Procaine penicillin

By Medically reviewed by hellodoktor

Generic Name: Procaine penicillin Brand Name(s): Generics only. No brands available.

Uses

What is procaine penicillin used for?

Procaine penicillin is used to treat many different types of infections caused by bacteria, including syphilis (a sexually transmitted disease).

How should I take procaine penicillin?

Procaine penicillin is given as an injection into a muscle. Your doctor, nurse, or other healthcare provider will give you this injection. You may be shown how to inject your medicine at home. Do not self-inject this medicine if you do not fully understand how to give the injection and properly dispose of used needles and syringes.

Procaine penicillin must be injected slowly into a muscle of the buttock or upper thigh.

How do I store procaine penicillin?

Dry powder

Procaine penicillin is best stored at room temperature away from direct light and moisture. To prevent drug damage, you should not store procaine penicillin in the bathroom or the freezer. There may be different brands of procaine penicillin that may have different storage needs. It is important to always check the product package for instructions on storage, or ask your pharmacist. For safety, you should keep all medicines away from children and pets.

You should not flush procaine penicillin down the toilet or pour them into a drain unless instructed to do so. It is important to properly discard this product when it is expired or no longer needed. Consult your pharmacist for more details about how to safely discard your product.

Solution

Procaine penicillin is best stored in the refrigerator. To prevent drug damage, do not freeze. There may be different brands of procaine penicillin that may have different storage needs. It is important to always check the product package for instructions on storage, or ask your pharmacist. For safety, you should keep all medicines away from children and pets.
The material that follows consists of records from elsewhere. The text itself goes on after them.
// =============================================================================
// Tests
// =============================================================================

#[cfg(test)]
mod tests {
    use super::*;
    use tempfile::TempDir;
    use ward_core::{GroupRef, PermissionEntry};

    fn setup() -> (TempDir, YamlSource, GlobalGroups) {
        let dir = tempfile::tempdir().unwrap();
        let source = YamlSource::new(
            dir.path().join("scopes"),
            dir.path().join("backup"),
            dir.path().join("GlobalGroups.yml"),
        );
        source.init_global().unwrap();
        let global = GlobalGroups::new();
        source.reload_global(&global).unwrap();
        (dir, source, global)
    }

    fn loaded_scope(source: &YamlSource, global: &GlobalGroups, name: &str) -> ScopeData {
        source.init_scope(name, false, false).unwrap();
        let data = ScopeData::new(name);
        source.reload_groups(&data, global).unwrap();
        source.reload_users(&data, global).unwrap();
        data
    }

    fn state(changed: bool, timestamp: i64) -> SyncState {
        let mut table = GroupTable::new("t");
        table.mark_synced(timestamp);
        if changed {
            table.mark_changed();
        }
        table.sync_state()
    }

    #[test]
    fn test_sync_action_table() {
        assert_eq!(SyncAction::decide(state(true, 10), 20, true), SyncAction::Save);
        assert_eq!(SyncAction::decide(state(true, 20), 20, false), SyncAction::Save);
        assert_eq!(SyncAction::decide(state(true, 10), 20, false), SyncAction::Conflict);
        assert_eq!(SyncAction::decide(state(false, 10), 20, false), SyncAction::Reload);
        assert_eq!(SyncAction::decide(state(false, 20), 20, true), SyncAction::Nothing);
        assert_eq!(SyncAction::decide(state(true, 0), 0, false), SyncAction::Save);
    }

    #[test]
    fn test_init_scope_writes_templates() {
        let (_dir, source, global) = setup();
        let data = loaded_scope(&source, &global, "World");

        assert!(source.scope_dir_exists("world"));
        assert_eq!(data.default_group_name().unwrap(), "Default");
        assert!(data.users().read().is_empty());
        assert!(!data.groups().read().is_changed());
        assert!(data.groups().read().timestamp() > 0);
    }

    #[test]
    fn test_init_scope_skips_mirrored_halves() {
        let (_dir, source, _global) = setup();
        source.init_scope("nether", true, false).unwrap();
        assert!(!source.groups_file("nether").exists());
        assert!(source.users_file("nether").exists());
    }

    #[test]
    fn test_init_scope_renames_legacy_folder() {
        let (_dir, source, _global) = setup();
        let legacy = source.scopes_path().join("MyWorld");
        fs::create_dir_all(&legacy).unwrap();
        fs::write(legacy.join(USERS_FILE), "users: {}\n").unwrap();

        source.init_scope("MyWorld", false, false).unwrap();

        let names = source.discover_scopes().unwrap();
        assert_eq!(names, vec!["myworld".to_string()]);
        assert!(source.users_file("myworld").exists());
    }

    #[test]
    fn test_discover_scopes_ignores_hidden_and_files() {
        let (_dir, source, _global) = setup();
        fs::create_dir_all(source.scopes_path().join(".git")).unwrap();
        fs::create_dir_all(source.scopes_path().join("b")).unwrap();
        fs::create_dir_all(source.scopes_path().join("a")).unwrap();
        fs::write(source.scopes_path().join("notes.txt"), "x").unwrap();
        assert_eq!(source.discover_scopes().unwrap(), vec!["a", "b"]);
    }

    #[test]
    fn test_changed_users_are_saved() {
        let (_dir, source, global) = setup();
        let data = loaded_scope(&source, &global, "world");

        data.create_user("steve").unwrap();
        data.update_user("steve", |u| u.add_permission(PermissionEntry::parse("fly")))
            .unwrap();

        let outcome = source.sync_users(&data, &global, false).unwrap();
        assert_eq!(outcome, SyncOutcome::Saved);
        assert!(!data.users().read().is_changed());

        let text = fs::read_to_string(source.users_file("world")).unwrap();
        assert!(text.contains("steve"));
        assert!(text.contains("fly"));
        assert_eq!(fs::read_dir(source.backup_path()).unwrap().count(), 1);
    }

    #[test]
    fn test_changed_users_conflict_with_newer_file() {
        let (_dir, source, global) = setup();
        let data = loaded_scope(&source, &global, "world");
        let path = source.users_file("world");
        let before = fs::read_to_string(&path).unwrap();

        data.create_user("steve").unwrap();
        data.update_user("steve", |u| u.last_name = "Steven".to_string())
            .unwrap();
        {
            let mut users = data.users().write();
            let old = users.timestamp() - 10_000;
            users.mark_synced(old);
            users.mark_changed();
        }

        let err = source.sync_users(&data, &global, false).unwrap_err();
        assert!(err.is_conflict());
        assert_eq!(fs::read_to_string(&path).unwrap(), before);
        assert!(data.users().read().is_changed());

        // overwrite forces the write and keeps a backup
        assert_eq!(
            source.sync_users(&data, &global, true).unwrap(),
            SyncOutcome::Saved
        );
        assert!(fs::read_to_string(&path).unwrap().contains("Steven"));
        assert!(source.backup_path().is_dir());
    }

    #[test]
    fn test_unchanged_users_reload_from_newer_file() {
        let (_dir, source, global) = setup();
        let data = loaded_scope(&source, &global, "world");

        fs::write(
            source.users_file("world"),
            "users:\n  alex:\n    group: Default\n    permissions: [build]\n",
        )
        .unwrap();
        data.users().write().mark_synced(1);

        let outcome = source.sync_users(&data, &global, false).unwrap();
        assert!(matches!(outcome, SyncOutcome::Reloaded(_)));
        let alex = data.get_user("alex").unwrap();
        assert_eq!(alex.primary_group(), Some(&GroupRef::local("Default")));
        assert!(alex.permissions.contains("build"));
    }

    #[test]
    fn test_failed_reload_keeps_live_table() {
        let (_dir, source, global) = setup();
        let data = loaded_scope(&source, &global, "world");
        data.create_group("Builder").unwrap();

        fs::write(source.groups_file("world"), "groups:\n  A: {}\n").unwrap();
        let err = source.reload_groups(&data, &global).unwrap_err();
        assert!(matches!(err, StoreError::MissingRequiredSection { .. }));
        assert!(data.get_group("Builder").is_some());
    }

    #[test]
    fn test_global_groups_sync() {
        let (_dir, source, global) = setup();
        global.create_group("Mods").unwrap();

        assert_eq!(source.sync_global(&global, false).unwrap(), SyncOutcome::Saved);
        assert!(fs::read_to_string(source.global_groups_path())
            .unwrap()
            .contains("g:Mods"));
        assert_eq!(
            source.sync_global(&global, false).unwrap(),
            SyncOutcome::Unchanged
        );
    }
}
You should not flush procaine penicillin down the toilet or pour them into a drain unless instructed to do so. It is important to properly discard this product when it is expired or no longer needed. Consult your pharmacist for more details about how to safely discard your product.

 

Precautions & warnings

What should I know before using procaine penicillin?

Procaine penicillin can make birth control pills less effective. Ask your doctor about using a non-hormone method of birth control (such as a condom, diaphragm, spermicide) to prevent pregnancy while using procaine penicillin. Hormonal forms of contraception (such as birth control pills, injections, implants, skin patches, and vaginal rings) may not be effective enough to prevent pregnancy during your treatment.

Is it safe during pregnancy or breastfeeding?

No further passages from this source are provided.